Czy warto obejrzeć „The Alto Knights”?
„The Alto Knights” to film, który zdecydowanie dzieli publiczność. Na portalu Rotten Tomatoes jedynie 39% krytyków wystawiło pozytywną opinię, co świadczy o chłodnym przyjęciu w środowisku filmowym. Inaczej sprawa wygląda wśród widzów – aż 71% z nich uznało film za wart uwagi. Największym atutem produkcji okazuje się Robert De Niro. Aktor po raz kolejny udowadnia, że jego talent nie zna granic, nawet w wieku 80 lat.

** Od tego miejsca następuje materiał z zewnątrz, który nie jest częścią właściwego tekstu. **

#![cfg_attr(
    test,
    allow(
        clippy::unwrap_used,
        clippy::expect_used,
        clippy::float_cmp,
        clippy::significant_drop_tightening,
        clippy::too_many_lines,
        clippy::needless_pass_by_value,
        clippy::items_after_statements,
        clippy::cast_precision_loss
    )
)]

//! Sample Streamer - Paced Waveform Push Service
//!
//! Streams batches of numeric samples to WebSocket clients at a fixed pace
//! and exposes the latest stream status to unrelated pollers.
//!
//! # Layers (inside → outside)
//!
//! - **Domain**: Sample generation and the shared stream status
//!   - `generator`: Random, sine and sweeping-sine chunk generators
//!   - `stream_state`: Process-wide live session count and last chunk size
//!
//! - **Application**: Use cases and port definitions
//!   - `ports`: Outbound chunk sink
//!   - `services`: Streaming session state machine, status query
//!
//! - **Infrastructure**: Adapters and external integrations
//!   - `config`: Environment configuration
//!   - `http`: Router and server for stream, status and health endpoints
//!   - `websocket`: Socket sink and disconnect watcher
//!   - `metrics`, `telemetry`: Prometheus and tracing
//!
//! # Data Flow
//!
//! ```text
//!                ┌──────────────┐  chunk   ┌───────────┐  {"data":[..]}
//! Generator ───► │ StreamSession│ ───────► │ WebSocket │ ──────────────► Client
//!                └──────┬───────┘          └───────────┘
//!                       │ begin/end_session, record_chunk
//!                       ▼
//!                ┌──────────────┐  snapshot  ┌─────────┐
//!                │ StreamState  │ ─────────► │ /status │ ──────────────► Poller
//!                └──────────────┘            └─────────┘
//! ```

#![forbid(unsafe_code)]
#![warn(missing_docs)]
#![warn(clippy::pedantic)]

// =============================================================================
// Module Declarations
// =============================================================================

/// Domain layer - Generation and status types with no I/O.
pub mod domain;

/// Application layer - Use cases and port definitions.
pub mod application;

/// Infrastructure layer - Adapters and external integrations.
pub mod infrastructure;

// =============================================================================
// Re-exports
// =============================================================================

// Domain types
pub use domain::generator::{
    Chunk, GenerationPolicy, GeneratorError, GeneratorState, SampleGenerator,
};
pub use domain::stream_state::{SharedStreamState, StreamSnapshot, StreamState};

// Application services
pub use application::ports::{ChunkMessage, ChunkSink, SinkError};
pub use application::services::{
    CloseReason, Pacing, SessionConfig, SessionConfigError, SessionOutcome, SessionPhase,
    StatusQuery, StatusResponse, StreamSession,
};

// Infrastructure config
pub use infrastructure::config::{ConfigError, StreamerConfig, TelemetrySettings};

// Server
pub use infrastructure::http::{AppState, ServerError, StreamerServer, create_router};

// Metrics
pub use infrastructure::metrics::init_metrics;

// Telemetry
pub use infrastructure::telemetry::{TelemetryGuard, init as init_telemetry};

Jeśli jesteś fanem klasycznych opowieści mafijnych, dramatycznych zwrotów akcji i aktorskich popisów na najwyższym poziomie, „The Alto Knights” to pozycja obowiązkowa. Nawet jeśli nie każdemu przypadnie do gustu tempo filmu czy jego narracyjna struktura, to dla samego występu De Niro warto poświęcić te dwie godziny w niedzielne popołudnie.
Źródło: Max
Zobacz więcej:
- Idealny film na letni wieczór od Prime Video! Co to za produkcja? Must watch
- Potężna premiera na Disney+! Czegoś takiego jeszcze nie było
- Ten serial powalił widzów na łopatki. Będzie 2. sezon i trafi na Max!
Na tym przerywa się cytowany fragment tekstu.